We have read many articles that state silk is not sustainable. We prefer to look at the circular economy of this amazing fiber. The green footprint of Eri silk from Meghalaya is extremely tiny. That is why we emphasize it as sustainable silk over peace silk.
Are Silkworms Boiled to Make Silk?
- Mulberry, Muga, and Tussah cocoons are closed cocoons.
- The pupa does not mature.
- To spin the silk filament, the pupa is killed in the production process. Stopping the natural lifecycle of the insect.
- Eri silk does not boil cocoon with the pupa inside. The moth either emerges naturally or the village people extract the worm from the open-ended cocoon before boiling.
Is Silk Eco-friendly?
Yes, silk yarn is earth-friendly if it is 100% pure natural silk. Be aware that every item that says, “silk” does not necessarily mean “natural silk”. We stand by Muezart’s yarn brand. Our mission in part is aimed to protect Meghalaya’s long and deep history of weaving with natural Eri silk yarn.
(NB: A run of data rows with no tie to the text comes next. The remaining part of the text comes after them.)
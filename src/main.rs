use anyhow::{anyhow, Context, Result};
use clap::Parser;
use ecarith::{Curve, CurvePoint, PrimeField};
use log::debug;
use num_bigint::{BigInt, BigUint};
use serde::Deserialize;
use std::{fs, path::PathBuf, str::FromStr};

/// Elliptic curve calculator over prime fields.
#[derive(Parser, Debug)]
#[command(author, version, about, long_about = None)]
struct Args {
    /// Curve description file, default to ./curve.toml
    #[arg(short, long)]
    config: Option<PathBuf>,
}

/// Integers are decimal strings so they can exceed 64 bits.
#[derive(Debug, Clone, Deserialize)]
pub struct Config {
    pub modulus: String,
    pub a: String,
    pub b: String,
    #[serde(default)]
    pub points: Vec<[String; 2]>,
    pub scalar: Option<String>,
}

#[derive(Debug)]
struct Evaluation {
    points: Vec<CurvePoint>,
    sum: CurvePoint,
    multiple: Option<(BigUint, CurvePoint)>,
}

fn parse_int(name: &str, s: &str) -> Result<BigInt> {
    BigInt::from_str(s.trim())
        .with_context(|| format!("{} is not a decimal integer: {:?}", name, s))
}

fn evaluate(config: &Config) -> Result<Evaluation> {
    let field = PrimeField::new(parse_int("modulus", &config.modulus)?)
        .context("modulus is not usable")?;
    let curve = Curve::new(
        field.element(parse_int("a", &config.a)?)?,
        field.element(parse_int("b", &config.b)?)?,
    )?;
    debug!(
        "curve y^2 = x^3 + {}x + {} over F_{}",
        config.a,
        config.b,
        field.modulus()
    );

    let mut points = vec![];
    for (i, [x, y]) in config.points.iter().enumerate() {
        let x = field.element(parse_int("x", x)?)?;
        let y = field.element(parse_int("y", y)?)?;
        let p = curve.point(x, y).with_context(|| format!("point #{}", i))?;
        points.push(p);
    }

    let mut sum = curve.identity();
    for p in &points {
        sum = sum.checked_add(p)?;
    }

    let multiple = match &config.scalar {
        Some(k) => {
            let k = BigUint::from_str(k.trim())
                .with_context(|| format!("scalar is not a non-negative integer: {:?}", k))?;
            let first = points
                .first()
                .ok_or_else(|| anyhow!("scalar given but no points to multiply"))?;
            let kp = first.scalar_mul(&k)?;
            Some((k, kp))
        }
        None => None,
    };

    Ok(Evaluation {
        points,
        sum,
        multiple,
    })
}

fn main() -> Result<()> {
    let args = Args::parse();
    let full_path = args.config.unwrap_or_else(|| PathBuf::from("curve.toml"));
    let config = fs::read_to_string(&full_path)
        .with_context(|| format!("failed to read {}", full_path.display()))?;
    let config: Config = toml::from_str(&config)
        .with_context(|| format!("failed to parse {}", full_path.display()))?;

    let eval = evaluate(&config)?;
    for (i, p) in eval.points.iter().enumerate() {
        println!("P{} = {}", i, p);
    }
    println!("sum = {}", eval.sum);
    if let Some((k, kp)) = eval.multiple {
        println!("{} * P0 = {}", k, kp);
    }
    Ok(())
}

#[test]
fn test_evaluate() {
    let config: Config = toml::from_str(
        r#"
        modulus = "223"
        a = "0"
        b = "7"
        points = [["192", "105"], ["17", "56"]]
        scalar = "7"
        "#,
    )
    .unwrap();
    let eval = evaluate(&config).unwrap();
    assert_eq!(eval.points.len(), 2);
    assert_eq!(
        eval.sum.to_string(),
        "Point(FieldElement_223(170),FieldElement_223(142))_FieldElement_223(0)_FieldElement_223(7)"
    );
    let (k, kp) = eval.multiple.unwrap();
    assert_eq!(k, BigUint::from(7u32));
    // (192, 105) has order 42, so 7P is finite.
    assert!(!kp.is_infinity());
}

#[test]
fn test_evaluate_rejects() {
    let parse = |s: &str| -> Config { toml::from_str(s).unwrap() };

    let composite = parse("modulus = \"221\"\na = \"0\"\nb = \"7\"");
    assert!(evaluate(&composite).is_err());

    let off_curve =
        parse("modulus = \"223\"\na = \"0\"\nb = \"7\"\npoints = [[\"200\", \"119\"]]");
    let err = evaluate(&off_curve).unwrap_err();
    assert!(format!("{:#}", err).contains("not on the curve"));

    let lonely_scalar = parse("modulus = \"223\"\na = \"0\"\nb = \"7\"\nscalar = \"3\"");
    assert!(evaluate(&lonely_scalar).is_err());

    let empty = parse("modulus = \"223\"\na = \"0\"\nb = \"7\"");
    assert!(evaluate(&empty).unwrap().sum.is_infinity());
}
“The first Indian silk, spun as early as 1725 B.C., was produced not by the domesticated Bombyx mori silkworm, fed on mulberry leaves, but from the cocoons of indigenous Tussah, Eri and Muga moths." ~ Dr. Narasimha Reddy
What is not indigenous to India yarn types is mulberry silk. The bombyx mori silkworm came from China and was introduced into India’s textile industry. Today 80% of silk textile fabrics are mulberry silk. We believe the fashion world and the maker world is missing out on creating with the world's most sustainable soft wooly silk: Eri.